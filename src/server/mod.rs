// 服务器模块入口
// 提供监听器创建、连接处理和优雅关闭功能

pub mod connection;
pub mod drain;
pub mod listener;
pub mod signal;

// Rust 不允许 loop 作为模块名（关键字），改用 server_loop
#[path = "loop.rs"]
pub mod server_loop;

// 重新导出常用类型
pub use listener::create_reusable_listener;
pub use server_loop::start_server_loop;
pub use signal::{start_signal_handler, SignalHandler};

———

▸ **Work to be completed**
Output an exact copy of the lines from the one holding "pub mod connection;" to the last line of the data, inclusive, and nothing beyond that range.

▸ **Solution to this exercise**
pub mod connection;
pub mod drain;
pub mod listener;
pub mod signal;

// Rust 不允许 loop 作为模块名（关键字），改用 server_loop
#[path = "loop.rs"]
pub mod server_loop;

// 重新导出常用类型
pub use listener::create_reusable_listener;
pub use server_loop::start_server_loop;
pub use signal::{start_signal_handler, SignalHandler};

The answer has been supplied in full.